In short, a long-winded exposition of the notion that the excercise of rights is tied to the notion of moral agency and the assertion that the recognition of moral agency is tied to the 18th birthday (except for liquor).
The tying of moral agency to rights is a fairly standard argument, and one I find little or no fault with. Your argument that follows on, however, is fundamentally flawed because it is based on the premise - which you yourself acknowldge is false - that moral agency is some sort of binary switch the state and society recognise as being activated at age 18. While it is the case that one enters one's majority at 18 in most Western nations, most Western nations also recognise elements of moral agency, with the implicit rights thereof, well before 18. Most nations will allow a minor to face trial by their early teens, which clearly undermines your assertion that...the given child does not have the capacity to make those choices itself. since the customs and legal systems of most Western nations consider a child perfectly capable of making decisions about at least issues of the most serious sort. Otherwise, a 14 year old could not be tried for murder.

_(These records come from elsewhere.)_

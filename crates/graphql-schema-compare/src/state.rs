use crate::{Change, DiffConfig, DiffResult, Severity};

/// Accumulates the changes of a single comparison.
pub(crate) struct DiffState<'a> {
    config: &'a DiffConfig,
    result: DiffResult,
    inside_added_type: bool,
}

impl<'a> DiffState<'a> {
    pub(crate) fn new(config: &'a DiffConfig) -> Self {
        DiffState {
            config,
            result: DiffResult::default(),
            inside_added_type: false,
        }
    }

    pub(crate) fn config(&self) -> &DiffConfig {
        self.config
    }

    pub(crate) fn report(&mut self, mut change: Change) {
        if change.kind.is_description_change() && !self.config.description_changes {
            return;
        }

        if self.inside_added_type {
            change.severity = Severity::non_breaking();
        }

        tracing::trace!(
            path = change.path,
            kind = %change.kind,
            level = %change.severity.level,
            "detected change"
        );

        self.result.push(change);
    }

    /// Report the changes emitted by `f` as non-breaking: they describe the contents of a type
    /// that did not exist before, which no client can depend on.
    pub(crate) fn inside_added_type(&mut self, f: impl FnOnce(&mut Self)) {
        let previous = std::mem::replace(&mut self.inside_added_type, true);
        f(self);
        self.inside_added_type = previous;
    }

    pub(crate) fn into_result(self) -> DiffResult {
        self.result
    }
}
use crate::{RootOperation, TypeKind};
use std::fmt;

/// Errors raised while turning schema text into a [crate::SchemaGraph].
///
/// Differences between the two schemas are never errors: they are reported as
/// [crate::Change]s.
#[derive(Debug, thiserror::Error)]
pub enum Error {
    /// The schema is not valid SDL.
    #[error("unable to parse schema: {0}")]
    Parse(#[from] async_graphql_parser::Error),
    /// The schema definition declares the same root operation twice.
    #[error("root type '{0}' already exists")]
    DuplicateRootOperation(RootOperation),
    /// Two directive definitions share a name.
    #[error("directive '{0}' already exists")]
    DuplicateDirective(String),
    /// Two type definitions share a name.
    #[error("{kind} type '{name}' already exists")]
    DuplicateType {
        /// The kind of the second definition.
        kind: TypeKind,
        /// The duplicated name.
        name: String,
    },
    /// One of the two compared schemas could not be processed.
    #[error("unable to process {side} schema: {source}")]
    Schema {
        /// Which schema failed.
        side: SchemaSide,
        /// What went wrong.
        source: Box<Error>,
    },
}

impl Error {
    pub(crate) fn in_schema(self, side: SchemaSide) -> Self {
        Error::Schema {
            side,
            source: Box::new(self),
        }
    }
}

/// The two sides of a comparison.
#[derive(Debug, Clone, Copy, PartialEq, Eq)]
pub enum SchemaSide {
    /// The schema being compared from, usually the one currently deployed.
    Source,
    /// The schema being compared to, usually the proposed one.
    Target,
}

impl fmt::Display for SchemaSide {
    fn fmt(&self, f: &mut fmt::Formatter<'_>) -> fmt::Result {
        f.write_str(match self {
            SchemaSide::Source => "source",
            SchemaSide::Target => "target",
        })
    }
}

A cursory glance at the ages at which various rights accrue reinforce this impression; at 16, for example, any New Zealand minor, most UK minors, and many European and US minors have the right to make judgements relating to sexual activity - judgements which will be upheld as valid by the legal system. Having sex with a 15 year old in New Zealand can land you in jail if a parent objects, but having sex with a 16 year old will only land you in jail if they objected.

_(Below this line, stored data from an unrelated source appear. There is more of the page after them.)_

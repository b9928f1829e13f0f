//! Fields of object and interface types. Both share the same rules and only differ by the change
//! kinds they report.

use super::arguments::{compare_arguments, ArgumentKinds};
use crate::{
    change::{describe, path},
    match_sequences,
    state::DiffState,
    type_ref::{is_breaking_change, type_equals, Position},
    Change, ChangeKind, Correspondence, FieldDeclaration, Level, TypeDeclaration,
};

pub(super) struct OutputFieldKinds {
    /// How the owner type is named in messages.
    owner: &'static str,
    added: ChangeKind,
    removed: ChangeKind,
    description_changed: ChangeKind,
    type_changed: ChangeKind,
    arguments: ArgumentKinds,
}

pub(super) const OBJECT_FIELDS: OutputFieldKinds = OutputFieldKinds {
    owner: "type",
    added: ChangeKind::ObjectTypeFieldAdded,
    removed: ChangeKind::ObjectTypeFieldRemoved,
    description_changed: ChangeKind::ObjectTypeFieldDescriptionChanged,
    type_changed: ChangeKind::ObjectTypeFieldTypeChanged,
    arguments: ArgumentKinds {
        owner: "field",
        added: ChangeKind::ObjectTypeFieldArgumentAdded,
        removed: ChangeKind::ObjectTypeFieldArgumentRemoved,
        description_changed: ChangeKind::ObjectTypeFieldArgumentDescriptionChanged,
        default_value_changed: ChangeKind::ObjectTypeFieldArgumentDefaultValueChanged,
        type_changed: ChangeKind::ObjectTypeFieldArgumentTypeChanged,
    },
};

pub(super) const INTERFACE_FIELDS: OutputFieldKinds = OutputFieldKinds {
    owner: "interface",
    added: ChangeKind::InterfaceTypeFieldAdded,
    removed: ChangeKind::InterfaceTypeFieldRemoved,
    description_changed: ChangeKind::InterfaceTypeFieldDescriptionChanged,
    type_changed: ChangeKind::InterfaceTypeFieldTypeChanged,
    arguments: ArgumentKinds {
        owner: "field",
        added: ChangeKind::InterfaceTypeFieldArgumentAdded,
        removed: ChangeKind::InterfaceTypeFieldArgumentRemoved,
        description_changed: ChangeKind::InterfaceTypeFieldArgumentDescriptionChanged,
        default_value_changed: ChangeKind::InterfaceTypeFieldArgumentDefaultValueChanged,
        type_changed: ChangeKind::InterfaceTypeFieldArgumentTypeChanged,
    },
};

pub(super) fn compare_output_fields(
    kinds: &OutputFieldKinds,
    source: &TypeDeclaration,
    target: &TypeDeclaration,
    state: &mut DiffState<'_>,
) {
    let type_name = &source.name;
    let Correspondence { added, removed, common } =
        match_sequences(&source.fields, &target.fields, |a, b| a.name == b.name);

    for field in added {
        state.report(Change::non_breaking(
            kinds.added,
            path([type_name, &field.name]),
            format!("Field '{}' was added to {} '{type_name}'", field.name, kinds.owner),
        ));
    }

    for field in removed {
        let reason = if field.deprecation.is_some() {
            "Removing a deprecated field is a breaking change. Before removing it, you may want to look at the field's usage to see the impact of removing the field."
        } else {
            "Removing a field is a breaking change. It is preferable to deprecate the field before removing it."
        };

        state.report(
            Change::breaking(
                kinds.removed,
                path([type_name, &field.name]),
                format!("Field '{}' was removed from {} '{type_name}'", field.name, kinds.owner),
            )
            .with_reason(reason),
        );
    }

    for (source_field, target_field) in common {
        compare_output_field(kinds, type_name, source_field, target_field, state);
    }
}

fn compare_output_field(
    kinds: &OutputFieldKinds,
    type_name: &str,
    source: &FieldDeclaration,
    target: &FieldDeclaration,
    state: &mut DiffState<'_>,
) {
    let field_path = path([type_name, &source.name]);

    if source.description != target.description {
        state.report(Change::non_breaking(
            kinds.description_changed,
            field_path.clone(),
            format!(
                "Field '{field_path}' description changed from '{}' to '{}'",
                describe(source.description.as_deref()),
                describe(target.description.as_deref()),
            ),
        ));
    }

    if !type_equals(Some(&source.ty), Some(&target.ty)) {
        let level = if is_breaking_change(Some(&source.ty), Some(&target.ty), Position::Output) {
            Level::Breaking
        } else {
            Level::NonBreaking
        };

        state.report(Change::new(
            kinds.type_changed,
            level,
            field_path.clone(),
            format!("Field '{field_path}' changed type from '{}' to '{}'", source.ty, target.ty),
        ));
    }

    compare_arguments(&kinds.arguments, &field_path, &source.arguments, &target.arguments, state);
}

In short: our legal and social norms recognise that children have varying degrees of moral agency and, implicitly, rights as they work through their teenage years, yet the ACLU are prepared to ditch those rights for the expediency of their adult constituency. Bad form.
There is a very large body of work on paternalism and related issues in philosophy. A library is nearby, no doubt. Check it out.
I suppose I should be grateful you managed to restrain yourself to only one snide comment in your post. Perhaps you should spend less time directing other to libraries, and more time in them, preferably boning up on rhetoric, logic, and moral philosophy.
But in this case I don't think ACLU is backing a corperate solution, instead they are saying that a number of solutions exist without government intervention
The problem is that they're lending a de facto weight to privatizing censorship; I realise that in this case they're only trying to use it as a tactic to get the law struck down, but one of the reasons we see US state and federal government efforts to foist commercial products on libraries and schools is because opponents of the CDA used censorware to undermine the CDA - yet the CDA was arguably less damaging to expression that most private filters.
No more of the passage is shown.